*** Materials provided ***

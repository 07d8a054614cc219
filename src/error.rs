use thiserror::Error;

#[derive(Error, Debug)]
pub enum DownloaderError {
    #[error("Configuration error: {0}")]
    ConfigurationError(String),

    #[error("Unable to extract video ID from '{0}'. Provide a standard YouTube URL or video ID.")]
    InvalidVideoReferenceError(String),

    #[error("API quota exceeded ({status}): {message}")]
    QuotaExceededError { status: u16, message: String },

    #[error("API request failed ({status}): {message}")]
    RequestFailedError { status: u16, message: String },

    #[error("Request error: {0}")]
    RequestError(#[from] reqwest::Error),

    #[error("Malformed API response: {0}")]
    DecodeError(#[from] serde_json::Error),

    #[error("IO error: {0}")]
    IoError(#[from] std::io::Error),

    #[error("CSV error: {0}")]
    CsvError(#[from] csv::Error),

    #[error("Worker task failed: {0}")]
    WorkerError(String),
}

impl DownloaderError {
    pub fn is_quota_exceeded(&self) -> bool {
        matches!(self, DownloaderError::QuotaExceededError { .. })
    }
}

*** End of Materials provided ***
*** Materials provided ***

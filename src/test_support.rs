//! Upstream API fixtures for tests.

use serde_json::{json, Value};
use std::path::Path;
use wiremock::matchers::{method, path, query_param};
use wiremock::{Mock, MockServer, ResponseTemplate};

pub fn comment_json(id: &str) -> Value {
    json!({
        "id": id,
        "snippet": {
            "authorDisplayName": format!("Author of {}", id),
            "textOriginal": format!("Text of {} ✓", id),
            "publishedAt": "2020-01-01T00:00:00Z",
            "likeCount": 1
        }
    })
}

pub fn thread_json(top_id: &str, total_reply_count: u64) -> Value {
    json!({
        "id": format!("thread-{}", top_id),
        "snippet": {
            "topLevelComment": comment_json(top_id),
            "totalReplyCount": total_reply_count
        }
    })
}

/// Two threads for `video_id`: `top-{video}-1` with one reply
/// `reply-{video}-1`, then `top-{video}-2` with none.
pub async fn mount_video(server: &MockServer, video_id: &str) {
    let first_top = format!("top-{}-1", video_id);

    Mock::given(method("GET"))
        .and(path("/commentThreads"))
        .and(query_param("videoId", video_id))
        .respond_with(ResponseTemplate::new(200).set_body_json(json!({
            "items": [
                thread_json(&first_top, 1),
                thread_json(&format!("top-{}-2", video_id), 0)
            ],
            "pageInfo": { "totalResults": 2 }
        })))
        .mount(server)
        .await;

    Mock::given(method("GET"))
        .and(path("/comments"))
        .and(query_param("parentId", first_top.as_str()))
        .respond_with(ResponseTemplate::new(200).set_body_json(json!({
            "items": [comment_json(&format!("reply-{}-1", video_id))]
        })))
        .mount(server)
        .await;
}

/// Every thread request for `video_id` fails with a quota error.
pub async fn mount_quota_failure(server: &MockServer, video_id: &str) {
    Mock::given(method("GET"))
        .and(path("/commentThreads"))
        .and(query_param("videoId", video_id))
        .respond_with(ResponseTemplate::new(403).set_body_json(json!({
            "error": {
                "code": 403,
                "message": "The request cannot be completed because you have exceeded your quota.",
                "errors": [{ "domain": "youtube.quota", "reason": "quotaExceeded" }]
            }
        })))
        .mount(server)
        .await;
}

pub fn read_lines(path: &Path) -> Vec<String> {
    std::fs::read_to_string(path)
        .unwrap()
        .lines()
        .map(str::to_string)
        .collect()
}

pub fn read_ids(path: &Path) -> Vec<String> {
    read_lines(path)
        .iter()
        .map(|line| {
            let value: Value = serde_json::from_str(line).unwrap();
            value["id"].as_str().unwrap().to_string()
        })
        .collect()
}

*** End of Materials provided ***

Copy every line of the data where "path" is found.

use std::path::Path;
use wiremock::matchers::{method, path, query_param};
        .and(path("/commentThreads"))
        .and(path("/comments"))
        .and(path("/commentThreads"))
pub fn read_lines(path: &Path) -> Vec<String> {
    std::fs::read_to_string(path)
pub fn read_ids(path: &Path) -> Vec<String> {
    read_lines(path)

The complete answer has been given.